Abbiamo letto “ L’amore del Bandito “ di Massimo Carlotto.
In questi anni il romanzo giallo ha avuto un successo e una diffusione come non mai. Prendendosi uno spazio, un rispetto e un ‘ decoro ‘ che mai aveva avuto in Italia, relegato nel dopoguerra nei gialli Mondadori delle edicole o marginalizzato in un grande autore come Scerbanenco.. Era uno stile letterario ( e di riflesso cinematografico ) che non apparteneva al nostro immaginario collettivo e che la critica ha sottovalutato. Un immaginario che invece in Francia oltre che coincidente con i gusti alti e bassi eleggeva a grandi scrittori il belga Simenon, Lèo Malet fino a giungere a Izzo. E guardando un po’ più in là, alla giovane America degli Hammett, dei Chandler, di Woolrich. Finalmente il giallo si è ripreso parte di quello che gli spettava, nel nostro Paese. Anche perché dove si può trovare il bene e il male così ben equilibrato ? Dove il protagonista è quasi sempre nel giusto ? Dove si può mostrare una società e i suoi lati bui prendendo le distanze e non ricadendo nelle ideologie ? Estremizzando questo discorso diciamo che il dramma shakespiriano oggi possiamo trovarlo quasi esclusivamente nel genere giallo.
In Italia tra i migliori giallisti c’è sicuramente il discontinuo Carlotto. Massimo Carlotto per chi ha avuto un percorso esistenziale comune è quasi un ‘amico’ e i suoi romanzi sono come degli incontri con qualcuno con cui non hai bisogno di fare domande e riprendi ad ascoltarlo come se avessi appena lasciato il libro precedente da un giorno o due. I personaggi dell’Alligatore, di Beniamino Rossini e Max la Memoria ritornano dopo alcuni anni ( mi sembra da “ Il maestro di nodi ” ) e dopo altri romanzi dell’autore. “L’amore del bandito” è il primo atto di una nuova trilogia. Questa storia si sviluppa in tempi differenti, inizia nel 2006 mentre la vita dei tre protagonisti trascorre tranquilla e un improvviso e imprevisto sequestro della donna del bandito Rossini li fa ripiombare in un fatto accaduto a loro due anni prima; poi una serie di avvenimenti li farà vivere in un’apnea e noi li ritroveremo nel 2008. Senza svelare troppo della trama diremo che il centro della storia gira intorno alla misteriosa scomparsa di 44 chili di droga da un deposito dell’Istituto di medicina legale di Padova nel 2004. L’Alligatore, che continua a fare l’investigatore senza licenza, gestisce un locale e beve Calvados, è contattato da uno straniero duro e stolto per indagare sulla rapina, ma lui si rifiuta di investigare sull’accaduto e giacchè l’uomo insiste e lo vuole obbligare fa una brutta fine. Due anni dopo scompare Sylvie, la donna di Beniamino Rossini, la danzatrice del ventre che lui aveva incontrato anni prima in un night. Il gangster naturalmente con i suoi due amici la cerca ovunque senza successo, ma questa sparizione è collegata in qualche maniera alla rapina di due anni prima, al cliente serbo che è morto e ai suoi amici e nemici. Praticamente l’Alligatore, Rossini e Max la Memoria si ritrovano nell’obiettivo di un nemico misterioso che li obbliga a entrare in un gioco pericoloso e mortale.

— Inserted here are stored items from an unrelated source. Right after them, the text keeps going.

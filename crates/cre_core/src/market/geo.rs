//! # Geometry
//!
//! Minimal geospatial primitives behind a small trait so the query engine
//! is not tied to a particular distance model or spatial index. The default
//! implementation is great-circle distance over a naive O(n) scan, which is
//! adequate at the corpus sizes of this domain.

use serde::{Deserialize, Serialize};

const EARTH_RADIUS_KM: f64 = 6371.0;

#[derive(Debug, Clone, Copy, PartialEq, Serialize, Deserialize)]
pub struct GeoPoint {
    pub lat: f64,
    pub lng: f64,
}

/// Rectangle in (south, west, north, east) order, edges inclusive.
#[derive(Debug, Clone, Copy, Deserialize)]
pub struct BoundingBox {
    pub south: f64,
    pub west: f64,
    pub north: f64,
    pub east: f64,
}

impl BoundingBox {
    pub fn contains(&self, point: GeoPoint) -> bool {
        point.lat >= self.south
            && point.lat <= self.north
            && point.lng >= self.west
            && point.lng <= self.east
    }
}

/// Distance model used by radius queries. Implementations must be
/// symmetric and non-negative.
pub trait Geometry {
    fn distance_km(&self, a: GeoPoint, b: GeoPoint) -> f64;
}

/// Great-circle distance on a spherical Earth.
#[derive(Debug, Clone, Copy, Default)]
pub struct Haversine;

impl Geometry for Haversine {
    fn distance_km(&self, a: GeoPoint, b: GeoPoint) -> f64 {
        let lat_a = a.lat.to_radians();
        let lat_b = b.lat.to_radians();
        let d_lat = (b.lat - a.lat).to_radians();
        let d_lng = (b.lng - a.lng).to_radians();

        let h = (d_lat / 2.0).sin().powi(2)
            + lat_a.cos() * lat_b.cos() * (d_lng / 2.0).sin().powi(2);
        2.0 * EARTH_RADIUS_KM * h.sqrt().asin()
    }
}

#[cfg(test)]
mod tests {
    use super::*;

    const PRAHA: GeoPoint = GeoPoint { lat: 50.0755, lng: 14.4378 };
    const BRNO: GeoPoint = GeoPoint { lat: 49.1951, lng: 16.6068 };

    #[test]
    fn praha_to_brno_is_about_184km() {
        let d = Haversine.distance_km(PRAHA, BRNO);
        assert!((d - 184.0).abs() < 3.0, "got {}", d);
    }

    #[test]
    fn distance_is_symmetric_and_zero_at_identity() {
        let ab = Haversine.distance_km(PRAHA, BRNO);
        let ba = Haversine.distance_km(BRNO, PRAHA);
        assert!((ab - ba).abs() < 1e-9);
        assert_eq!(Haversine.distance_km(PRAHA, PRAHA), 0.0);
    }

    #[test]
    fn bounding_box_edges_are_inclusive() {
        let bbox = BoundingBox { south: 50.0, west: 14.0, north: 50.2, east: 14.6 };
        assert!(bbox.contains(GeoPoint { lat: 50.0, lng: 14.0 }));
        assert!(bbox.contains(GeoPoint { lat: 50.2, lng: 14.6 }));
        assert!(bbox.contains(PRAHA));
        assert!(!bbox.contains(BRNO));
    }
}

In questo romanzo ci sono tutti i colori e i sapori dei libri precedenti, Un’atmosfera malinconica, un po’ decadente e crepuscolare. Ma con meno tensione e con uno svolgimento frettoloso, un po’ complicato, un po’ sbiadito. Come se l’autore fosse dello stesso umore del protagonista: stanco, scoglionato e solo. Un romanzo che è scritto col peso degli anni che passano e che non ha più quella fresca vitalità pur brutale e violenta dei romanzi precedenti. Il fiato corto dei protagonisti e il fiato corto dell’autore. E quando si legge di kossovari, serbi, cristiano maroniti, drusi, non sembra nulla di “ esotico “ o nuovo. Ed anche Grenoble, Parigi, Zurigo, Beirut non sono altro che nomi di città e di strade. Un ultimo appunto di gusto personale, un romanzo giallo non si dovrebbe chiudere senza “ una conclusione “ anche parziale; il tutto è platealmente rinviato al romanzo successivo come un qualsiasi tv movie.
Con affetto comunque aspettiamo l’amico successivo.